START GIVEN RECORDS

use connectors::error::EngineError;
use engine_processing::error::{RenderError, ReportError};
use std::fmt;
use thiserror::Error;

/// Coarse classification of a pipeline failure.
#[derive(Debug, Clone, Copy, PartialEq, Eq)]
pub enum ErrorKind {
    DataAccess,
    Aggregation,
    Rendering,
}

impl fmt::Display for ErrorKind {
    fn fmt(&self, f: &mut fmt::Formatter<'_>) -> fmt::Result {
        match self {
            ErrorKind::DataAccess => f.write_str("data access"),
            ErrorKind::Aggregation => f.write_str("aggregation"),
            ErrorKind::Rendering => f.write_str("rendering"),
        }
    }
}

/// First error raised by a pipeline stage, tagged with the stage it aborted.
#[derive(Debug, Error)]
pub enum PipelineError {
    /// The source could not be read, or the engine session was unusable.
    #[error("Data access failed in '{stage}': {source}")]
    DataAccess {
        stage: String,
        #[source]
        source: EngineError,
    },

    /// A derivation, grouping or ordering could not be planned or evaluated.
    #[error("Aggregation failed in '{stage}': {source}")]
    Aggregation {
        stage: String,
        #[source]
        source: EngineError,
    },

    #[error("Rendering failed in '{stage}': {source}")]
    Rendering {
        stage: String,
        #[source]
        source: RenderError,
    },
}

impl PipelineError {
    pub fn engine(stage: &str, source: EngineError) -> Self {
        let stage = stage.to_string();
        if source.is_data_access() {
            PipelineError::DataAccess { stage, source }
        } else {
            PipelineError::Aggregation { stage, source }
        }
    }

    pub fn report(stage: &str, source: ReportError) -> Self {
        match source {
            ReportError::Extract(e) => PipelineError::engine(stage, e),
            ReportError::Render(source) => PipelineError::Rendering {
                stage: stage.to_string(),
                source,
            },
        }
    }

    pub fn kind(&self) -> ErrorKind {
        match self {
            PipelineError::DataAccess { .. } => ErrorKind::DataAccess,
            PipelineError::Aggregation { .. } => ErrorKind::Aggregation,
            PipelineError::Rendering { .. } => ErrorKind::Rendering,
        }
    }

    pub fn stage(&self) -> &str {
        match self {
            PipelineError::DataAccess { stage, .. }
            | PipelineError::Aggregation { stage, .. }
            | PipelineError::Rendering { stage, .. } => stage,
        }
    }
}

#[cfg(test)]
mod tests {
    use super::*;
    use connectors::file::csv::error::FileError;

    #[test]
    fn test_engine_errors_are_classified() {
        let err = PipelineError::engine(
            "Read Data",
            EngineError::File(FileError::NotFound("data.csv".into())),
        );
        assert_eq!(err.kind(), ErrorKind::DataAccess);
        assert_eq!(err.stage(), "Read Data");

        let err = PipelineError::engine(
            "Data Filtering",
            EngineError::column_not_found("Price", &["Quantity".to_string()]),
        );
        assert_eq!(err.kind(), ErrorKind::Aggregation);
        assert!(err.to_string().contains("Price"));
    }

    #[test]
    fn test_report_errors_are_classified() {
        let err = PipelineError::report(
            "Plot Generation",
            ReportError::Render(RenderError::EmptyExtract("uk_monthly_spending.png".into())),
        );
        assert_eq!(err.kind(), ErrorKind::Rendering);

        let err = PipelineError::report(
            "Plot Generation",
            ReportError::Extract(EngineError::SessionStopped),
        );
        assert_eq!(err.kind(), ErrorKind::DataAccess);
    }
}
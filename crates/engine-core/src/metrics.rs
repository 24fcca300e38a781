use model::execution::measurement::StageMeasurement;
use std::{
    sync::{Arc, Mutex},
    time::Instant,
};
use sysinfo::{Pid, ProcessRefreshKind, ProcessesToUpdate, RefreshKind, System};
use tracing::{info, warn};

const BYTES_PER_MB: f64 = 1024.0 * 1024.0;

/// Source of resident memory readings for the running process.
pub trait MemorySampler: Send + Sync {
    /// Resident memory in MB, or `None` when it cannot be read.
    fn sample_mb(&self) -> Option<f64>;
}

/// Reads the resident set size of the current process through `sysinfo`.
pub struct SysinfoSampler {
    pid: Option<Pid>,
    system: Mutex<System>,
}

impl SysinfoSampler {
    pub fn new() -> Self {
        let pid = match sysinfo::get_current_pid() {
            Ok(pid) => Some(pid),
            Err(e) => {
                warn!("Memory sampling disabled: {}", e);
                None
            }
        };
        let system = System::new_with_specifics(
            RefreshKind::nothing().with_processes(ProcessRefreshKind::nothing().with_memory()),
        );
        Self {
            pid,
            system: Mutex::new(system),
        }
    }
}

impl Default for SysinfoSampler {
    fn default() -> Self {
        Self::new()
    }
}

impl MemorySampler for SysinfoSampler {
    fn sample_mb(&self) -> Option<f64> {
        let pid = self.pid?;
        let mut system = self.system.lock().ok()?;
        system.refresh_processes_specifics(
            ProcessesToUpdate::Some(&[pid]),
            true,
            ProcessRefreshKind::nothing().with_memory(),
        );
        system
            .process(pid)
            .map(|process| process.memory() as f64 / BYTES_PER_MB)
    }
}

/// Append-only record of stage timings and memory readings.
pub struct MetricsRecorder {
    sampler: Arc<dyn MemorySampler>,
    measurements: Vec<StageMeasurement>,
}

impl MetricsRecorder {
    pub fn new(sampler: Arc<dyn MemorySampler>) -> Self {
        Self {
            sampler,
            measurements: Vec::new(),
        }
    }

    /// Closes a stage that started at `start`, sampling memory now.
    pub fn record(&mut self, stage: &str, start: Instant) -> StageMeasurement {
        let measurement = StageMeasurement::new(stage, start.elapsed(), self.sampler.sample_mb());
        info!(
            "Stage '{}' finished in {:.2} seconds, RAM: {}",
            measurement.stage,
            measurement.duration_secs(),
            format_mb(measurement.memory_mb)
        );
        self.measurements.push(measurement.clone());
        measurement
    }

    pub fn measurements(&self) -> &[StageMeasurement] {
        &self.measurements
    }

    pub fn into_measurements(self) -> Vec<StageMeasurement> {
        self.measurements
    }

    /// Mean of the available memory readings.
    pub fn average_memory_mb(&self) -> Option<f64> {
        let readings: Vec<f64> = self
            .measurements
            .iter()
            .filter_map(|m| m.memory_mb)
            .collect();
        if readings.is_empty() {
            return None;
        }
        Some(readings.iter().sum::<f64>() / readings.len() as f64)
    }

    pub fn summary(&self) {
        info!("--- Performance Measurements ---");
        for m in &self.measurements {
            info!("Time taken for '{}': {:.2} seconds", m.stage, m.duration_secs());
        }

        info!("--- RAM Usage Measurements (at the end of each stage) ---");
        for m in &self.measurements {
            info!("RAM usage after '{}': {}", m.stage, format_mb(m.memory_mb));
        }
        if let Some(avg) = self.average_memory_mb() {
            info!("Average RAM usage across stages: {:.2} MB", avg);
        }
    }
}

fn format_mb(memory_mb: Option<f64>) -> String {
    memory_mb.map_or_else(|| "n/a".to_string(), |mb| format!("{mb:.2} MB"))
}
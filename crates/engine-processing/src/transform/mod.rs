pub mod computed;
pub mod filter;
pub mod pipeline;

use crate::columns::{INVOICE_DATE, MONTH, PRICE, QUANTITY, TOTAL_SPENDING, YEAR};
use computed::ComputedTransform;
use filter::PositiveValuesFilter;
use pipeline::TransformPipeline;
use polars::prelude::{DataType, Expr, StrptimeOptions, col};

const DATE_FORMAT: &str = "%Y-%m-%d";

/// Drops transactions without a positive quantity and price, normalizes the
/// invoice date to a date, and derives `Year`, `Month` and `TotalSpending`.
pub fn cleaning_pipeline() -> TransformPipeline {
    TransformPipeline::new()
        .add_transform(PositiveValuesFilter::new(&[QUANTITY, PRICE]))
        .add_transform(ComputedTransform::new(INVOICE_DATE, invoice_date()))
        .add_transform(ComputedTransform::new(YEAR, date_part(col(INVOICE_DATE).dt().year())))
        .add_transform(ComputedTransform::new(MONTH, date_part(col(INVOICE_DATE).dt().month())))
        .add_transform(ComputedTransform::new(
            TOTAL_SPENDING,
            col(QUANTITY).cast(DataType::Float64) * col(PRICE).cast(DataType::Float64),
        ))
}

/// Calendar date of the invoice. Only the leading `YYYY-MM-DD` is read, so
/// date-only and date-time cells parse alike; anything else becomes null.
fn invoice_date() -> Expr {
    let options = StrptimeOptions {
        format: Some(DATE_FORMAT.into()),
        strict: false,
        exact: false,
        ..Default::default()
    };
    col(INVOICE_DATE).cast(DataType::String).str().to_date(options)
}

fn date_part(part: Expr) -> Expr {
    part.cast(DataType::Int32)
}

END GIVEN RECORDS

» **REQUIREMENT**
Repeat exactly the lines above, starting with the first line of the records and finishing with the line holding "session was unusable.". Add no other line.

» **SOLVED PROBLEM**
use connectors::error::EngineError;
use engine_processing::error::{RenderError, ReportError};
use std::fmt;
use thiserror::Error;

/// Coarse classification of a pipeline failure.
#[derive(Debug, Clone, Copy, PartialEq, Eq)]
pub enum ErrorKind {
    DataAccess,
    Aggregation,
    Rendering,
}

impl fmt::Display for ErrorKind {
    fn fmt(&self, f: &mut fmt::Formatter<'_>) -> fmt::Result {
        match self {
            ErrorKind::DataAccess => f.write_str("data access"),
            ErrorKind::Aggregation => f.write_str("aggregation"),
            ErrorKind::Rendering => f.write_str("rendering"),
        }
    }
}

/// First error raised by a pipeline stage, tagged with the stage it aborted.
#[derive(Debug, Error)]
pub enum PipelineError {
    /// The source could not be read, or the engine session was unusable.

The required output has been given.